(Brief)
Gather each line of the entries below that includes "clone".

(Data for this task)
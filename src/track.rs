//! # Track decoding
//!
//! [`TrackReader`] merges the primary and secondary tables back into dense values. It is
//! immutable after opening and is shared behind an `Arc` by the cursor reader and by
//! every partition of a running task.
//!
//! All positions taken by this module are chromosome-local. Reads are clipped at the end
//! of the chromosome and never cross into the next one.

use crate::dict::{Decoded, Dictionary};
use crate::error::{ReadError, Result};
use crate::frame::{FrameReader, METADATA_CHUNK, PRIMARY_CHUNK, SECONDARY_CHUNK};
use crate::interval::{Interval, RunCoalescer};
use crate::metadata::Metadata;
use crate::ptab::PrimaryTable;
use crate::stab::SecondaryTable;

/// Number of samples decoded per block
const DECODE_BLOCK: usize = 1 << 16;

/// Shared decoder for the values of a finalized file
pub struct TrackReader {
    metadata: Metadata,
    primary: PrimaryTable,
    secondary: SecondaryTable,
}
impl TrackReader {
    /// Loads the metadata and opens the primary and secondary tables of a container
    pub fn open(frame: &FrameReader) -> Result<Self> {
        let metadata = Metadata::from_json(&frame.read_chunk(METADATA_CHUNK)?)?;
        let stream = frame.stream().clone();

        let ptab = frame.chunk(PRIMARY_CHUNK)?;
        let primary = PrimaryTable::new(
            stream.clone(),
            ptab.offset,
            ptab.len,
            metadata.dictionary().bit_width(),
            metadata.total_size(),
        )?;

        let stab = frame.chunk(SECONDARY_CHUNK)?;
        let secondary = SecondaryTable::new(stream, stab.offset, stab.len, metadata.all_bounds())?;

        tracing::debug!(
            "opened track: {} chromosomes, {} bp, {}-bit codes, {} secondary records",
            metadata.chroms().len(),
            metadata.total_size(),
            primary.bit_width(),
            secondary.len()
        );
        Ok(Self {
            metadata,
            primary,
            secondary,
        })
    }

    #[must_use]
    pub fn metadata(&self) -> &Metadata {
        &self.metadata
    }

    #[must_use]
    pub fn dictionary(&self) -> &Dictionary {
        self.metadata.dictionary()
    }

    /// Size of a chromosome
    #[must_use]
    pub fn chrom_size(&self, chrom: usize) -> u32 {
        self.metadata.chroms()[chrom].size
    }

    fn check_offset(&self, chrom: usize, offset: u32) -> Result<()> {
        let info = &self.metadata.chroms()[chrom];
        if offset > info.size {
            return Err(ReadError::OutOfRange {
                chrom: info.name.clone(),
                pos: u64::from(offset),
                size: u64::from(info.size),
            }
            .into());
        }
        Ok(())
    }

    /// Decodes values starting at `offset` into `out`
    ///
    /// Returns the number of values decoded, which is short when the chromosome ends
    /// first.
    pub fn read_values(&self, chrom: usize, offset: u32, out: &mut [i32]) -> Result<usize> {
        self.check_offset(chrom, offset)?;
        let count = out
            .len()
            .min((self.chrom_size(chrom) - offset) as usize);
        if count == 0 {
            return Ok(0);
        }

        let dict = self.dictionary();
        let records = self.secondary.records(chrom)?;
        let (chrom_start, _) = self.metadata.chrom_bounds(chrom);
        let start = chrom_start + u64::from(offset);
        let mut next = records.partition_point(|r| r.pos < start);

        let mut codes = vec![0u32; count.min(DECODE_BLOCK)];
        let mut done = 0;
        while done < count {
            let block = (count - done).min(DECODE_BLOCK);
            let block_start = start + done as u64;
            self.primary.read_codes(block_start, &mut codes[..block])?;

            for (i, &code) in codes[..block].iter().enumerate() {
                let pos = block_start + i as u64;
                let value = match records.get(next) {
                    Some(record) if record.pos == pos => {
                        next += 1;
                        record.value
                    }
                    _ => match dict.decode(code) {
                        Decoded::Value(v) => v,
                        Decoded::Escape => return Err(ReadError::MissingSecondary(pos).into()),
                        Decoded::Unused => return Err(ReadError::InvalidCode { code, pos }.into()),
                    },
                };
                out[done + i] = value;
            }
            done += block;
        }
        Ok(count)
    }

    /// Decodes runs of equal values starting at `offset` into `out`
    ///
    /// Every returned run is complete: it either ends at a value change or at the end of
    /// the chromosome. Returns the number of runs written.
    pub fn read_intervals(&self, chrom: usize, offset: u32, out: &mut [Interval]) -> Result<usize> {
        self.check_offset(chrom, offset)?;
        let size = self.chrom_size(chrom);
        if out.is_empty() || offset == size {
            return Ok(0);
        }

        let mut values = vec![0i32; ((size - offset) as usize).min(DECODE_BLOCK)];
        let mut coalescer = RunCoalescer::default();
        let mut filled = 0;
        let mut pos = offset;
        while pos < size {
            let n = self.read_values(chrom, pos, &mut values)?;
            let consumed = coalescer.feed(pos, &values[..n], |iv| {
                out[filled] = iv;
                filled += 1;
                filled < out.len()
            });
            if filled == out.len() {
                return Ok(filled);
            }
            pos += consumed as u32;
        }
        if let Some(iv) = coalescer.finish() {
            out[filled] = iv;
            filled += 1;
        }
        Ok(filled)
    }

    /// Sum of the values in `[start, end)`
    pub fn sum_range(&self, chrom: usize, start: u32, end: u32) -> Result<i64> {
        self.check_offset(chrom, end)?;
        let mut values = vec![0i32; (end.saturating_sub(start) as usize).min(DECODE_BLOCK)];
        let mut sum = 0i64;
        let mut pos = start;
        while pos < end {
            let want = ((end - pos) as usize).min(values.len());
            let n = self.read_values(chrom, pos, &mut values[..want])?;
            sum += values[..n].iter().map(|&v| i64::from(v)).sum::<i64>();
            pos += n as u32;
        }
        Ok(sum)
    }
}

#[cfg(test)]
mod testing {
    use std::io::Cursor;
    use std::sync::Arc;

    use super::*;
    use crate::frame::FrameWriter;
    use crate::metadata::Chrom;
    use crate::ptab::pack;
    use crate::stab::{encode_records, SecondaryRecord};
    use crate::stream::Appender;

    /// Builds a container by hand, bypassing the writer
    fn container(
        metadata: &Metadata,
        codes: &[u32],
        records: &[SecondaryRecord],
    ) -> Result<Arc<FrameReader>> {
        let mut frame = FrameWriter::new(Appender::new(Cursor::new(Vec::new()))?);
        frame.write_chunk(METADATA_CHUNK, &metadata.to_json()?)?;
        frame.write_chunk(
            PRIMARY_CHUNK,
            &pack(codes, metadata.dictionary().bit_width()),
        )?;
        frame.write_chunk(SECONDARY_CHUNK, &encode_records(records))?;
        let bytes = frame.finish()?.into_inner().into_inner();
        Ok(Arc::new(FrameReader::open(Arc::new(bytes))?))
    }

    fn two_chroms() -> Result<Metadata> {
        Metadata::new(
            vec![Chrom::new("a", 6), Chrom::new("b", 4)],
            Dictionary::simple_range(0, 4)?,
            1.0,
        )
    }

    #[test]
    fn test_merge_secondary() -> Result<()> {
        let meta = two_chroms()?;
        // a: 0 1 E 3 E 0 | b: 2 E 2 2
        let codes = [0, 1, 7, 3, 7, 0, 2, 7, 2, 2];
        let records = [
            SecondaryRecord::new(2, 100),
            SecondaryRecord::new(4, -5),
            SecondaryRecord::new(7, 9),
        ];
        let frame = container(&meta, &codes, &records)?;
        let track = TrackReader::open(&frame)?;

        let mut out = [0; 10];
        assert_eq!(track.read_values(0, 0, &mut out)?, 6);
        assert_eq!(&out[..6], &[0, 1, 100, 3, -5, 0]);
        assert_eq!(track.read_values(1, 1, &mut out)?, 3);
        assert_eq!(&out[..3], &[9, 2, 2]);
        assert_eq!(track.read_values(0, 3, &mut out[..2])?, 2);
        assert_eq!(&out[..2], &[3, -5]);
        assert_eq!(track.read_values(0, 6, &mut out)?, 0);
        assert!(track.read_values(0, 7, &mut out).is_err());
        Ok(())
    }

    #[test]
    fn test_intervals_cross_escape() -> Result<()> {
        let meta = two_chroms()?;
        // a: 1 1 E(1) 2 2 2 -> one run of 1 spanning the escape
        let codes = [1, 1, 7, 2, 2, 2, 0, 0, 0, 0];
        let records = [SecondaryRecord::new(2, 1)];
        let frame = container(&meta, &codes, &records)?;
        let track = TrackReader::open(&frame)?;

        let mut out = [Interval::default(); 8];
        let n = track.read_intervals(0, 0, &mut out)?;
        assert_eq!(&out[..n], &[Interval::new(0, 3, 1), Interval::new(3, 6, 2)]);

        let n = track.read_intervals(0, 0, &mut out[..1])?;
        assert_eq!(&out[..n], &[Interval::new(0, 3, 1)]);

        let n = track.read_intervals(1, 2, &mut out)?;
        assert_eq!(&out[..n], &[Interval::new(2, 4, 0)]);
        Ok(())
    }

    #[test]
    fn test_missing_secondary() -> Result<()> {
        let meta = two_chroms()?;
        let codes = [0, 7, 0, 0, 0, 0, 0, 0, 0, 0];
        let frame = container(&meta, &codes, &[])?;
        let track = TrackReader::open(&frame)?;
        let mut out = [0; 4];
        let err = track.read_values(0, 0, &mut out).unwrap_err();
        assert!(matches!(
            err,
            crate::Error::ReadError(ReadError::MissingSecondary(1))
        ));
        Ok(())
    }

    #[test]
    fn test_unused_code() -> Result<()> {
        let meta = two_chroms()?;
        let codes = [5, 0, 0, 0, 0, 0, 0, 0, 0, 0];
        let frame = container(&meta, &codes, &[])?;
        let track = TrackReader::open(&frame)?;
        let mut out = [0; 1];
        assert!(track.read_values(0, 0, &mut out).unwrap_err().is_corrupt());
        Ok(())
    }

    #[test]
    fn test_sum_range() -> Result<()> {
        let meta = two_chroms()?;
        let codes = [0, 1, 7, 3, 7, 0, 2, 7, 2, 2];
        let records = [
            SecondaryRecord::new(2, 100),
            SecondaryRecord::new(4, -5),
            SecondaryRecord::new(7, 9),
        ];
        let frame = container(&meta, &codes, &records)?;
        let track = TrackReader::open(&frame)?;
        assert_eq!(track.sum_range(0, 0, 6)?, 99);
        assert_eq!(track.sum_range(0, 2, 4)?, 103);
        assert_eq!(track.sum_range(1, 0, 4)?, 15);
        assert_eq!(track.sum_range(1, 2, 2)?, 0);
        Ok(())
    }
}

(Answer)
        let stream = frame.stream().clone();
            stream.clone(),
                chrom: info.name.clone(),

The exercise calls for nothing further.